SECTION 3.2. SELECTION OF NOTES TO BE REDEEMED.
If less than all of the Notes are to be redeemed, the Trustee shall, at
least 30 days but not more than 60 days prior to the Redemption Date, select the
Notes to be redeemed. The Trustee shall make the selection from the Notes
outstanding and not previously called for redemption, on a pro rata basis. Notes
in denominations of $1,000 may only be redeemed in whole. The Trustee may select
for redemption portions (equal to $1,000 or any integral multiple thereof) of
the principal of Notes that have denominations larger than $1,000. Provisions of
this Indenture that apply to Notes called for redemption also apply to portions
of Notes called for redemption.
SECTION 3.3. NOTICE OF REDEMPTION.
(a) At least 30 days but not more than 60 days before a Redemption Date,
the Company shall mail or cause to be mailed a Redemption Notice to each Holder
of Notes to be redeemed at such Holder's address as it appears on the
Registrar's books.
(b) The notice shall identify the Notes to be redeemed and shall state:
(1) the Redemption Date;
(2) the Redemption Price;
(3) the name and address of each Paying Agent;
(4) that Notes called for redemption must be presented and surrendered
to a Paying Agent to collect the Redemption Price;
(5) that, unless the Company defaults in making the payment of the
Redemption Price, interest on Notes called for redemption shall cease to accrue
on and after the Redemption Date and the only
28
remaining right of the Holder shall be to receive payment of the Redemption
Price payable to such Holder upon presentation and surrender to a Paying Agent
of the Notes;
(6) if any Note is being redeemed in part, the portion of the
principal amount of such Note to be redeemed and that, after the Redemption
Date, upon presentation and surrender of such Note, a new Note or Notes in
aggregate principal amount equal to the unredeemed portion thereof will be
issued; and
(7) the CUSIP number of the Notes, if any.

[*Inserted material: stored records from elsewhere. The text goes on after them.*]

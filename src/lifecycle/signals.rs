//! OS signal handling.
//!
//! # Responsibilities
//! - Wait for SIGINT (Ctrl+C) or, on Unix, SIGTERM
//! - Translate the first one into a graceful shutdown
//!
//! # Design Decisions
//! - Uses Tokio's signal handling (async-safe)
//! - Config reload is driven by the file watcher, not SIGHUP

use crate::lifecycle::shutdown::Shutdown;

/// Resolve when the process is asked to stop.
pub async fn wait_for_signal() {
    let ctrl_c = async {
        if let Err(e) = tokio::signal::ctrl_c().await {
            tracing::error!(error = %e, "Failed to listen for Ctrl+C");
            std::future::pending::<()>().await;
        }
    };

    #[cfg(unix)]
    let terminate = async {
        use tokio::signal::unix::{signal, SignalKind};
        match signal(SignalKind::terminate()) {
            Ok(mut stream) => {
                stream.recv().await;
            }
            Err(e) => {
                tracing::error!(error = %e, "Failed to listen for SIGTERM");
                std::future::pending::<()>().await;
            }
        }
    };

    #[cfg(not(unix))]
    let terminate = std::future::pending::<()>();

    tokio::select! {
        _ = ctrl_c => tracing::info!(signal = "SIGINT", "Signal received"),
        _ = terminate => tracing::info!(signal = "SIGTERM", "Signal received"),
    }
}

/// Trigger `shutdown` once a stop signal arrives.
pub fn spawn_signal_handler(shutdown: Shutdown) -> tokio::task::JoinHandle<()> {
    tokio::spawn(async move {
        wait_for_signal().await;
        shutdown.trigger();
    })
}
//! UI configuration control plane library.
//!
//! Versioned UI configuration documents move through draft, preview and
//! production. Preview codes share a version for a limited time, and each
//! deployment environment has one atomically switched current version with
//! a publish history for rollback.

// Core lifecycle engine
pub mod clock;
pub mod document;
pub mod error;
pub mod preview;
pub mod publish;
pub mod serving;
pub mod store;
pub mod validation;

// Surfaces
pub mod admin;
pub mod http;

// Cross-cutting concerns
pub mod config;
pub mod lifecycle;
pub mod observability;
pub mod resilience;

pub use config::schema::ServiceConfig;
pub use document::{DocumentStatus, UiConfigDocument};
pub use error::{ControlPlaneError, ControlPlaneResult};
pub use http::HttpServer;
pub use lifecycle::Shutdown;
pub use serving::ConfigService;
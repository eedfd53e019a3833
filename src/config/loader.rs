//! Configuration loading from disk.

use std::fs;
use std::path::Path;

use thiserror::Error;

use crate::config::schema::ServiceConfig;
use crate::config::validation::{validate_config, ConfigValidationError};

/// Error type for configuration loading.
#[derive(Debug, Error)]
pub enum ConfigError {
    #[error("IO error: {0}")]
    Io(#[from] std::io::Error),

    #[error("Parse error: {0}")]
    Parse(#[from] toml::de::Error),

    #[error("Validation failed: {}", join_errors(.0))]
    Validation(Vec<ConfigValidationError>),
}

fn join_errors(errors: &[ConfigValidationError]) -> String {
    errors
        .iter()
        .map(ToString::to_string)
        .collect::<Vec<_>>()
        .join(", ")
}

/// Load and validate configuration from a TOML file.
pub fn load_config(path: &Path) -> Result<ServiceConfig, ConfigError> {
    let content = fs::read_to_string(path)?;
    parse_config(&content)
}

/// Parse and validate configuration from TOML text.
pub fn parse_config(content: &str) -> Result<ServiceConfig, ConfigError> {
    let config: ServiceConfig = toml::from_str(content)?;
    validate_config(&config).map_err(ConfigError::Validation)?;
    Ok(config)
}
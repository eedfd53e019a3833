//! Admin API used by editing surfaces and the operator CLI.
//!
//! # Data Flow
//! ```text
//! /admin/documents*     → ConfigService (store operations, snapshot write)
//! /admin/previews*      → PreviewSessionManager
//! /admin/environments*  → PublishManager (publish, rollback, history)
//! ```
//!
//! # Design Decisions
//! - No authentication layer; access control belongs to the deployment
//! - Errors share the client routes' JSON shape and status mapping

pub mod handlers;

use axum::{
    routing::{delete, get, post},
    Router,
};

use self::handlers::*;
use crate::http::server::AppState;

pub fn setup_admin_router(state: AppState) -> Router {
    Router::new()
        .route("/admin/status", get(get_status))
        .route("/admin/documents", get(list_documents).post(create_document))
        .route(
            "/admin/documents/{version}",
            get(get_document).put(update_document).delete(purge_document),
        )
        .route("/admin/documents/{version}/status", post(change_status))
        .route("/admin/documents/{version}/fork", post(fork_document))
        .route("/admin/documents/{version}/validate", post(validate_stored))
        .route("/admin/validate", post(validate_body))
        .route("/admin/previews", get(list_previews).post(issue_preview))
        .route("/admin/previews/{code}", delete(revoke_preview))
        .route("/admin/environments", get(list_environments))
        .route("/admin/environments/{environment}/history", get(get_history))
        .route("/admin/environments/{environment}/publish", post(publish))
        .route("/admin/environments/{environment}/rollback", post(rollback))
        .with_state(state)
}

If any of the Notes to be redeemed is in the form of a Global Note, then
the Company shall modify such notice to the extent necessary to accord with the
procedures of the Depositary applicable to redemptions. At the Company's written
request, which request shall (1) be irrevocable once given and (2) set forth all
relevant information required by clauses (1) through (7) of Subsection 3.3(b),
the Trustee shall give the notice of redemption to each Holder in the Company's
name and at the Company's expense; provided, however, that, in all cases, the
text of such notice of redemption shall be prepared by the Company.
SECTION 3.4. EFFECT OF NOTICE OF REDEMPTION.
Once notice of redemption is mailed, Notes called for redemption become due
and payable on the Redemption Date and at the Redemption Price payable upon
redemption. On or after the Redemption Date and upon presentation and surrender
to a Paying Agent, Notes called for redemption shall be paid at the Redemption
Price; provided that if the Redemption Date falls after a Regular Record Date
and on or before an Interest Payment Date, then interest on the Notes up to but
excluding the Redemption Date will be payable on the Interest Payment Date to
the Holders in whose names the Notes are registered at the close of business on
such Regular Record Date and the Redemption Price payable on the Redemption Date
shall be adjusted accordingly.
SECTION 3.5. DEPOSIT OF REDEMPTION PRICE.
Prior to 10:00 a.m., New York City time, on the Redemption Date, the
Company shall deposit with a Paying Agent (or, if the Company acts as Paying
Agent, shall segregate and hold in trust) an amount of money (in immediately
available funds if deposited on such Redemption Date) sufficient to pay the
Redemption Price of all Notes to be redeemed on that date, other than Notes or
portions thereof called for redemption on that date which have been delivered by
the Company to the Trustee for cancellation. The Paying Agent shall as promptly
as practicable return to the Company any money not required for that purpose or,
if such money is then held by the Company in trust and is not required for such
purpose, it shall be discharged from the trust.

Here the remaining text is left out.